Mudanças legais, sob a forma de tipificação criminal do porte de arma e o aumento do rigor das sanções penais, são condições necessárias para o problema. Não são, contudo, soluções suficientes. Pelo contrário, tanto ou mais eficaz do que o endurecimento penal são as medidas de natureza administrativa, como restrições à fabricação, a determinação de fechamento de postos de venda, o combate ao contrabando e a adoção de incentivos para o desarmamento voluntário. Levantamentos insuspeitos realizados pelos Ministérios da Saúde e da Justiça revelam que, nos sete meses posteriores à aprovação do Estatuto do Desarmamento, as internações hospitalares em decorrência de armas de fogo caíram 7% em São Paulo, comparando-se com os sete meses precedentes da aprovação daquele diploma legal. No Rio de Janeiro a redução foi ainda mais expressiva, chegando a 10,5%. Em Curitiba e em São Paulo, as taxas de homicídio caíram 27% e 18%, respectivamente.

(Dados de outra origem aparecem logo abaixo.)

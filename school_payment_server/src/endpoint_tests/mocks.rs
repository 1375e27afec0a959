use gateway_tools::{
    CollectionRequestResponse,
    CollectionStatusResponse,
    GatewayApiError,
    PaymentGateway,
    SignedCollectionRequest,
    StatusQuery,
};
use mockall::mock;

mock! {
    pub Gateway {}
    impl PaymentGateway for Gateway {
        async fn create_collection_request(
            &self,
            request: &SignedCollectionRequest,
        ) -> Result<CollectionRequestResponse, GatewayApiError>;
        async fn query_status(&self, query: &StatusQuery) -> Result<CollectionStatusResponse, GatewayApiError>;
    }
}

pub fn collect_response(id: &str) -> CollectionRequestResponse {
    CollectionRequestResponse {
        collect_request_id: id.to_string(),
        collect_request_url: format!("https://pay.example.com/collect/{id}"),
    }
}

pub fn status_response(status: &str) -> CollectionStatusResponse {
    CollectionStatusResponse { status: status.to_string(), ..Default::default() }
}
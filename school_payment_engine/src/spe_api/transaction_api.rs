use std::fmt::Debug;

use log::*;

use crate::{
    db_types::OrderId,
    order_objects::{TransactionPage, TransactionQuery, TransactionRecord},
    spe_api::errors::PaymentEngineError,
    traits::TransactionQueries,
};

/// Read-only views over the joined order and status records.
pub struct TransactionApi<B> {
    db: B,
}

impl<B> Debug for TransactionApi<B> {
    fn fmt(&self, f: &mut std::fmt::Formatter<'_>) -> std::fmt::Result {
        write!(f, "TransactionApi")
    }
}

impl<B> TransactionApi<B> {
    pub fn new(db: B) -> Self {
        Self { db }
    }
}

impl<B> TransactionApi<B>
where B: TransactionQueries
{
    pub async fn transactions(&self, query: &TransactionQuery) -> Result<TransactionPage, PaymentEngineError> {
        let (items, total) = self.db.fetch_transactions(query).await?;
        trace!("🗃️ Transaction query returned {} of {total} records", items.len());
        Ok(TransactionPage::new(items, query, total))
    }

    /// The stored snapshot of a single transaction. The gateway is not consulted.
    pub async fn transaction(&self, order_id: &OrderId) -> Result<TransactionRecord, PaymentEngineError> {
        self.db
            .fetch_transaction(order_id)
            .await?
            .ok_or_else(|| PaymentEngineError::OrderNotFound(order_id.to_string()))
    }
}
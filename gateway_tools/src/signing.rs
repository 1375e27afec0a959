use std::time::Duration;

use chrono::Utc;
use jsonwebtoken::{decode, encode, Algorithm, DecodingKey, EncodingKey, Header, Validation};
use serde::{de::DeserializeOwned, Deserialize, Serialize};
use spg_common::Secret;

use crate::{CollectionRequest, GatewayApiError, SignedCollectionRequest, StatusQuery};

/// How long a request signature stays valid after it is issued.
pub const SIGNATURE_VALIDITY: Duration = Duration::from_secs(300);

#[derive(Debug, Serialize, Deserialize)]
pub struct SignedClaims<T> {
    #[serde(flatten)]
    pub payload: T,
    pub iat: i64,
    pub exp: i64,
}

#[derive(Debug, Serialize, Deserialize)]
struct StatusClaims {
    school_id: String,
    collect_request_id: String,
}

/// Produces the `sign` parameter the gateway expects on every request: an HS256 token over the request parameters,
/// keyed with the PG secret.
#[derive(Debug, Clone)]
pub struct RequestSigner {
    key: Secret<String>,
}

impl RequestSigner {
    /// Refuses to build a signer without a secret. Unsigned (or empty-key-signed) requests are never sent.
    pub fn new(key: Secret<String>) -> Result<Self, GatewayApiError> {
        if key.is_blank() {
            return Err(GatewayApiError::MissingSigningSecret);
        }
        Ok(Self { key })
    }

    pub fn sign_collection_request(
        &self,
        request: CollectionRequest,
    ) -> Result<SignedCollectionRequest, GatewayApiError> {
        let sign = self.sign(&request)?;
        Ok(SignedCollectionRequest { request, sign })
    }

    pub fn sign_status_query(&self, collect_request_id: &str, school_id: &str) -> Result<StatusQuery, GatewayApiError> {
        let claims =
            StatusClaims { school_id: school_id.to_string(), collect_request_id: collect_request_id.to_string() };
        let sign = self.sign(&claims)?;
        Ok(StatusQuery { collect_request_id: claims.collect_request_id, school_id: claims.school_id, sign })
    }

    pub fn sign<T: Serialize>(&self, payload: &T) -> Result<String, GatewayApiError> {
        let iat = Utc::now().timestamp();
        #[allow(clippy::cast_possible_wrap)]
        let exp = iat + SIGNATURE_VALIDITY.as_secs() as i64;
        let claims = SignedClaims { payload, iat, exp };
        let key = EncodingKey::from_secret(self.key.reveal().as_bytes());
        encode(&Header::new(Algorithm::HS256), &claims, &key).map_err(|e| GatewayApiError::SigningError(e.to_string()))
    }

    /// Checks a signature produced by this signer (or anyone holding the same secret) and returns its claims.
    /// Expired tokens are rejected.
    pub fn verify<T: DeserializeOwned>(&self, token: &str) -> Result<SignedClaims<T>, GatewayApiError> {
        let key = DecodingKey::from_secret(self.key.reveal().as_bytes());
        let mut validation = Validation::new(Algorithm::HS256);
        validation.leeway = 0;
        decode::<SignedClaims<T>>(token, &key, &validation)
            .map(|data| data.claims)
            .map_err(|e| GatewayApiError::SigningError(e.to_string()))
    }
}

A economia de recursos propiciada ao poder público com a diminuição das armas em circulação, auferidas em gastos hospitalares e benefícios assistenciais concedidos às vítimas que perderam capacidade de trabalho, é um dos benefícios acarretados por essas medidas de caráter extrapenal. A redução da violência no cotidiano social, onde os atos corriqueiros costumavam ser resolvidos a bala, é outro importante ganho.

Acima de tudo, o desarmamento propiciado por mudanças legais e medidas administrativas, além de ajudar a por fim à banalização da violência, também é um fator de estímulo para que todos os cidadãos possam refletir sobre a vida coletiva, sobre o senso de comunidade e sobre os limites morais do individualismo exacerbado.

“Só se pode confiar nas palavras quando se tem certeza de que a função delas é revelar e não dissimular”, dizia a filósofa Hannah Arendt ao discutir a banalização da violência. Nos debates sobre porte de armas tanto nos Estados Unidos quanto no Brasil, a idéia de “liberdades fundamentais” tem sido utilizada mais com o propósito de dissimulação do que de revelação. A tragédia do Instituto de Tecnologia de Virgínia dá a dimensão do preço que a hipocrisia pode cobrar quando os problemas da violência são ocultados ou justificados pela defesa de pseudodireitos.